Observé su guardacamisa y pantalón, raídos por el tiempo y zurcidos por la mugre mal disimulada, que hacían juego con sus chancletas de goma de un rojo marchito que ¨i-que¨ vestían sus pies. Las llevaba sesgadas y sus talones borlados por gruesas callosidades pisaban el suelo, pues habían olvidado cómo ocupar su lugar en aquel precario espacio. Se le notaba ¨muy tocado¨ —un término que solemos aplicar los médicos a aquellos enfermos de muy mal semblante, generalmente tocados por la infección aguda—, más que tocado, tal vez muy aporreado y vapuleado por la enfermedad, como en realidad deberíamos decir: un estado general muy delicado, un aspecto de cruel y aguzado morbo, una pajiza palidez entremezclada aquí y allá con manchas marrones hidrosolubles que el agua y el jabón hubieran eliminado en un minuto, lujo negado a los habitantes de barriadas no muy lejos de mi comodidad, de la suya…

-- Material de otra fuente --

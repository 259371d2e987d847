use tracing::info;

use crate::{
    create_tx,
    database::{bans, feeds, groups, subscriptions, timelines, visibility::Viewer},
    entities::feed::{Feed, FeedName},
    entities::post::Post,
    entities::user::User,
    get_conn,
    services::ServiceError,
    services::fanout,
    utils::perms::{GroupPermission, GroupRole, role_permissions},
    utils::state::ArcAppState,
};

/// Load everything the visibility filter needs to know about a viewer.
pub async fn load_viewer(state: &ArcAppState, user_id: Option<i64>) -> Result<Viewer, ServiceError> {
    let Some(user_id) = user_id else {
        return Ok(Viewer::anonymous());
    };

    let mut conn = get_conn!(state);
    Ok(Viewer {
        user_id: Some(user_id),
        subscribed_feed_ids: subscriptions::subscribed_feed_ids(user_id, &mut conn).await?,
        own_feed_ids: feeds::user_feed_ids(user_id, None, &mut conn).await?,
        banned_user_ids: bans::banned_user_ids(user_id, &mut conn).await?,
        banned_by_user_ids: bans::banned_by_user_ids(user_id, &mut conn).await?,
    })
}

/// Subscribe to a user's or group's Posts feed.
///
/// Private targets go through a subscription request instead; the
/// subscription only materializes on acceptance. Returns true when the
/// subscription (not a request) now exists.
pub async fn subscribe(
    state: &ArcAppState,
    subscriber: &User,
    target: &User,
    home_feed_ids: Option<Vec<i32>>,
) -> Result<bool, ServiceError> {
    if !subscriber.is_active() {
        return Err(ServiceError::GoneUser);
    }
    if subscriber.user_id == target.user_id {
        return Err(ServiceError::Forbidden("self subscription"));
    }
    if !target.is_active() {
        return Err(ServiceError::NotFound("user"));
    }

    let mut conn = get_conn!(state);
    if bans::is_banned(target.user_id, subscriber.user_id, &mut conn).await?
        || bans::is_banned(subscriber.user_id, target.user_id, &mut conn).await?
    {
        return Err(ServiceError::Forbidden("ban in effect"));
    }

    let posts_feed = feeds::get_user_named_feed(target.user_id, FeedName::Posts, &mut conn)
        .await?
        .ok_or(ServiceError::NotFound("posts feed"))?;

    let accepted = subscriptions::is_subscribed(subscriber.user_id, posts_feed.feed_id, &mut conn)
        .await?;
    if target.is_private && !accepted {
        let mut tx_conn = get_conn!(state);
        let mut tx = create_tx!(tx_conn);
        subscriptions::create_subscription_request(subscriber.user_id, target.user_id, &mut tx)
            .await?;
        tx.commit().await.map_err(ServiceError::from)?;
        info!(
            from = subscriber.user_id,
            to = target.user_id,
            "subscription requested"
        );
        return Ok(false);
    }

    let home_feed_ids = match home_feed_ids {
        Some(ids) if !ids.is_empty() => {
            // every selected feed must be one of the subscriber's own home feeds
            let own = feeds::user_feed_ids(subscriber.user_id, Some(FeedName::RiverOfNews), &mut conn)
                .await?;
            if ids.iter().any(|id| !own.contains(id)) {
                return Err(ServiceError::Forbidden("not a home feed"));
            }
            ids
        }
        _ => {
            let inherent =
                feeds::get_user_named_feed(subscriber.user_id, FeedName::RiverOfNews, &mut conn)
                    .await?
                    .ok_or(ServiceError::NotFound("home feed"))?;
            vec![inherent.feed_id]
        }
    };

    let mut tx_conn = get_conn!(state);
    let mut tx = create_tx!(tx_conn);
    let created = subscriptions::insert_subscription(
        subscriber.user_id,
        posts_feed.feed_id,
        target.user_id,
        &home_feed_ids,
        &mut tx,
    )
    .await?;
    fanout::backfill_home_feeds(posts_feed.feed_id, &home_feed_ids, &mut conn, &mut tx).await?;
    tx.commit().await.map_err(ServiceError::from)?;

    info!(
        subscriber = subscriber.user_id,
        target = target.user_id,
        "subscribed"
    );
    Ok(created)
}

/// Accept a pending request to a private account: consumes the request and
/// materializes the subscription into the requester's inherent home feed.
pub async fn accept_subscription_request(
    state: &ArcAppState,
    owner: &User,
    requester_id: i64,
) -> Result<(), ServiceError> {
    let mut conn = get_conn!(state);
    if !subscriptions::has_subscription_request(requester_id, owner.user_id, &mut conn).await? {
        return Err(ServiceError::NotFound("request"));
    }

    let posts_feed = feeds::get_user_named_feed(owner.user_id, FeedName::Posts, &mut conn)
        .await?
        .ok_or(ServiceError::NotFound("posts feed"))?;
    let inherent = feeds::get_user_named_feed(requester_id, FeedName::RiverOfNews, &mut conn)
        .await?
        .ok_or(ServiceError::NotFound("home feed"))?;
    let home_feed_ids = vec![inherent.feed_id];

    let mut tx_conn = get_conn!(state);
    let mut tx = create_tx!(tx_conn);
    subscriptions::delete_subscription_request(requester_id, owner.user_id, &mut tx).await?;
    subscriptions::insert_subscription(
        requester_id,
        posts_feed.feed_id,
        owner.user_id,
        &home_feed_ids,
        &mut tx,
    )
    .await?;
    fanout::backfill_home_feeds(posts_feed.feed_id, &home_feed_ids, &mut conn, &mut tx).await?;
    tx.commit().await.map_err(ServiceError::from)?;
    Ok(())
}

pub async fn reject_subscription_request(
    state: &ArcAppState,
    owner: &User,
    requester_id: i64,
) -> Result<bool, ServiceError> {
    let mut conn = get_conn!(state);
    let mut tx = create_tx!(conn);
    let removed =
        subscriptions::delete_subscription_request(requester_id, owner.user_id, &mut tx).await?;
    tx.commit().await.map_err(ServiceError::from)?;
    Ok(removed)
}

pub async fn unsubscribe(
    state: &ArcAppState,
    subscriber: &User,
    target: &User,
) -> Result<bool, ServiceError> {
    let mut conn = get_conn!(state);
    let posts_feed = feeds::get_user_named_feed(target.user_id, FeedName::Posts, &mut conn)
        .await?
        .ok_or(ServiceError::NotFound("posts feed"))?;

    let mut tx_conn = get_conn!(state);
    let mut tx = create_tx!(tx_conn);
    let removed = subscriptions::delete_subscription(
        subscriber.user_id,
        posts_feed.feed_id,
        target.user_id,
        &mut tx,
    )
    .await?;
    if removed {
        fanout::cleanup_after_unsubscribe(
            subscriber.user_id,
            posts_feed.feed_id,
            &mut conn,
            &mut tx,
        )
        .await?;
    }
    tx.commit().await.map_err(ServiceError::from)?;
    Ok(removed)
}

/// Ban a user: the relation is asymmetric but severs subscriptions and
/// pending requests in both directions immediately.
pub async fn ban(state: &ArcAppState, banner: &User, banned: &User) -> Result<bool, ServiceError> {
    if banner.user_id == banned.user_id {
        return Err(ServiceError::Forbidden("self ban"));
    }

    let mut conn = get_conn!(state);
    let banner_posts = feeds::get_user_named_feed(banner.user_id, FeedName::Posts, &mut conn)
        .await?
        .ok_or(ServiceError::NotFound("posts feed"))?;
    let banned_posts = feeds::get_user_named_feed(banned.user_id, FeedName::Posts, &mut conn)
        .await?
        .ok_or(ServiceError::NotFound("posts feed"))?;

    let mut tx_conn = get_conn!(state);
    let mut tx = create_tx!(tx_conn);
    let inserted = bans::insert_ban(banner.user_id, banned.user_id, &mut tx).await?;
    if inserted {
        subscriptions::delete_subscription(
            banner.user_id,
            banned_posts.feed_id,
            banned.user_id,
            &mut tx,
        )
        .await?;
        subscriptions::delete_subscription(
            banned.user_id,
            banner_posts.feed_id,
            banner.user_id,
            &mut tx,
        )
        .await?;
        subscriptions::delete_subscription_request(banner.user_id, banned.user_id, &mut tx).await?;
        subscriptions::delete_subscription_request(banned.user_id, banner.user_id, &mut tx).await?;

        fanout::cleanup_after_unsubscribe(banner.user_id, banned_posts.feed_id, &mut conn, &mut tx)
            .await?;
        fanout::cleanup_after_unsubscribe(banned.user_id, banner_posts.feed_id, &mut conn, &mut tx)
            .await?;
    }
    tx.commit().await.map_err(ServiceError::from)?;

    if inserted {
        info!(banner = banner.user_id, banned = banned.user_id, "ban created");
    }
    Ok(inserted)
}

pub async fn unban(state: &ArcAppState, banner: &User, banned: &User) -> Result<bool, ServiceError> {
    let mut conn = get_conn!(state);
    let mut tx = create_tx!(conn);
    let removed = bans::delete_ban(banner.user_id, banned.user_id, &mut tx).await?;
    tx.commit().await.map_err(ServiceError::from)?;
    Ok(removed)
}

/// Join a public group. Private groups take the subscription-request path
/// and membership is granted by an admin.
pub async fn join_group(
    state: &ArcAppState,
    user: &User,
    group: &User,
) -> Result<bool, ServiceError> {
    if !user.is_active() {
        return Err(ServiceError::GoneUser);
    }
    if !group.is_group() || !group.is_active() {
        return Err(ServiceError::NotFound("group"));
    }
    if group.is_private {
        return Err(ServiceError::Forbidden("private group"));
    }

    let mut conn = get_conn!(state);
    let mut tx = create_tx!(conn);
    let joined = groups::insert_member(group.user_id, user.user_id, GroupRole::Member, &mut tx)
        .await?;
    tx.commit().await.map_err(ServiceError::from)?;
    Ok(joined)
}

pub async fn leave_group(
    state: &ArcAppState,
    user: &User,
    group: &User,
) -> Result<bool, ServiceError> {
    let mut conn = get_conn!(state);
    let mut tx = create_tx!(conn);
    let left = groups::remove_member(group.user_id, user.user_id, &mut tx).await?;
    tx.commit().await.map_err(ServiceError::from)?;
    Ok(left)
}

/// Promote or demote a member. Only admins hold MANAGE_MEMBERS.
pub async fn set_group_role(
    state: &ArcAppState,
    actor: &User,
    group: &User,
    member_id: i64,
    role: GroupRole,
) -> Result<bool, ServiceError> {
    let mut conn = get_conn!(state);
    let actor_role = groups::member_role(group.user_id, actor.user_id, &mut conn)
        .await?
        .ok_or(ServiceError::Forbidden("not a group member"))?;
    if !role_permissions(actor_role).contains(GroupPermission::MANAGE_MEMBERS) {
        return Err(ServiceError::Forbidden("cannot manage members"));
    }

    let mut tx = create_tx!(conn);
    let updated = groups::set_member_role(group.user_id, member_id, role, &mut tx).await?;
    tx.commit().await.map_err(ServiceError::from)?;
    Ok(updated)
}

/// One page of a viewer's home feed.
pub async fn read_home_feed(
    state: &ArcAppState,
    viewer_user: &User,
    feed: &Feed,
    page: timelines::TimelinePage,
) -> Result<Vec<Post>, ServiceError> {
    if feed.user_id != viewer_user.user_id || !feed.is_home() {
        return Err(ServiceError::Forbidden("not your home feed"));
    }
    let viewer = load_viewer(state, Some(viewer_user.user_id)).await?;
    let mut conn = get_conn!(state);
    Ok(timelines::read_feed_page(feed, &viewer, page, &mut conn).await?)
}

/// One page of a profile feed (Posts, Likes or Comments of some user),
/// filtered for the viewer.
pub async fn read_profile_feed(
    state: &ArcAppState,
    viewer_id: Option<i64>,
    owner: &User,
    name: FeedName,
    page: timelines::TimelinePage,
) -> Result<Vec<Post>, ServiceError> {
    if !matches!(name, FeedName::Posts | FeedName::Likes | FeedName::Comments) {
        return Err(ServiceError::Forbidden("not a profile feed"));
    }
    if !owner.is_active() {
        return Err(ServiceError::NotFound("user"));
    }

    let mut conn = get_conn!(state);
    let feed = feeds::get_user_named_feed(owner.user_id, name, &mut conn)
        .await?
        .ok_or(ServiceError::NotFound("feed"))?;

    let viewer = load_viewer(state, viewer_id).await?;
    Ok(timelines::read_feed_page(&feed, &viewer, page, &mut conn).await?)
}

/// Users stuck behind a private account see nothing of it until accepted.
pub async fn can_view_profile(
    state: &ArcAppState,
    viewer_id: Option<i64>,
    owner: &User,
) -> Result<bool, ServiceError> {
    if !owner.is_private {
        return Ok(viewer_id.is_some() || !owner.is_protected);
    }
    let Some(viewer_id) = viewer_id else {
        return Ok(false);
    };
    if viewer_id == owner.user_id {
        return Ok(true);
    }

    let mut conn = get_conn!(state);
    let posts_feed = feeds::get_user_named_feed(owner.user_id, FeedName::Posts, &mut conn)
        .await?
        .ok_or(ServiceError::NotFound("posts feed"))?;
    Ok(subscriptions::is_subscribed(viewer_id, posts_feed.feed_id, &mut conn).await?)
}

pub async fn list_home_feeds(state: &ArcAppState, owner: &User) -> Result<Vec<Feed>, ServiceError> {
    let mut conn = get_conn!(state);
    Ok(feeds::list_home_feeds(owner.user_id, &mut conn).await?)
}

pub async fn create_home_feed(
    state: &ArcAppState,
    owner: &User,
    title: &str,
) -> Result<Feed, ServiceError> {
    if !owner.is_active() {
        return Err(ServiceError::GoneUser);
    }
    if title.is_empty() || title.len() > 100 {
        return Err(ServiceError::Forbidden("bad title"));
    }

    let mut conn = get_conn!(state);
    let mut tx = create_tx!(conn);
    let feed = feeds::create_home_feed(owner.user_id, title, &mut tx).await?;
    tx.commit().await.map_err(ServiceError::from)?;
    Ok(feed)
}

pub async fn update_home_feed(
    state: &ArcAppState,
    owner: &User,
    feed_id: i32,
    title: Option<&str>,
    ord: Option<i32>,
) -> Result<bool, ServiceError> {
    let mut conn = get_conn!(state);
    let feed = feeds::get_feed(feed_id, &mut conn)
        .await?
        .ok_or(ServiceError::NotFound("feed"))?;
    if feed.user_id != owner.user_id {
        return Err(ServiceError::Forbidden("not your feed"));
    }

    let mut tx = create_tx!(conn);
    let updated = feeds::update_home_feed(feed_id, title, ord, &mut tx).await?;
    if updated {
        tx.commit().await.map_err(ServiceError::from)?;
    }
    Ok(updated)
}

/// Deleting an auxiliary home feed re-points its subscriptions and
/// memberships at the inherent one.
pub async fn delete_home_feed(
    state: &ArcAppState,
    owner: &User,
    feed_id: i32,
) -> Result<bool, ServiceError> {
    let mut conn = get_conn!(state);
    let feed = feeds::get_feed(feed_id, &mut conn)
        .await?
        .ok_or(ServiceError::NotFound("feed"))?;
    if feed.user_id != owner.user_id {
        return Err(ServiceError::Forbidden("not your feed"));
    }
    if feed.is_inherent {
        return Err(ServiceError::Forbidden("inherent home feed"));
    }

    let mut tx_conn = get_conn!(state);
    let mut tx = create_tx!(tx_conn);
    let deleted = feeds::delete_home_feed(&feed, &mut tx).await?;
    tx.commit().await.map_err(ServiceError::from)?;
    Ok(deleted)
}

Con voz agachadiza me dio detalles de su dolencia: su malestar, su inapetencia, sus escalofríos y aquel fogaje vespertino que le asustaba y en que sentía que se le iba la vida, su dolor en el costado derecho que reptando hasta su hombro, le atajaba el respiro. Sí, respiraba superficialmente, como para no tentar al demonio enfurecido que se arrochelaba en su hipocondrio derecho. Pero, más a menudo de lo que él hubiera querido, era interrumpido por un HIPO iterativo y sonoro, violento y agotador que ya contaba muchos días y noches, que le impedía el comer y el dormir, y que acrecentaba aún más el dolor nacido donde sus manos se posaban:

¡Hip… Hic… Hip… Hic… era la voz imitativa de HIP-ólito Guiñaposo…! Cada sacudida de su cuerpo ¨in toto¨ le obligaba a inclinarse aún más hacia su derecha, imitando aún más una medialuna turca para evitar el doloroso resalto traído por la brusca contracción de su diafragma. Su piel ardía en fiebre y con mi oftalmoscopio alcancé a ver en sus conjuntivas, lentos y fatigados trenes de glóbulos rojos aglomerados moviéndose en las delgadas vénulas, expresión clínica de la presencia en su sangre de rezumantes reactantes de la fase aguda de la inflamación. Su hígado era enorme y muy doloroso a la suave palpación. Los ruidos cardíacos podían ser auscultados con increíble fidelidad a la derecha más extremosa de la víscera, donde habitualmente no se dejan oír.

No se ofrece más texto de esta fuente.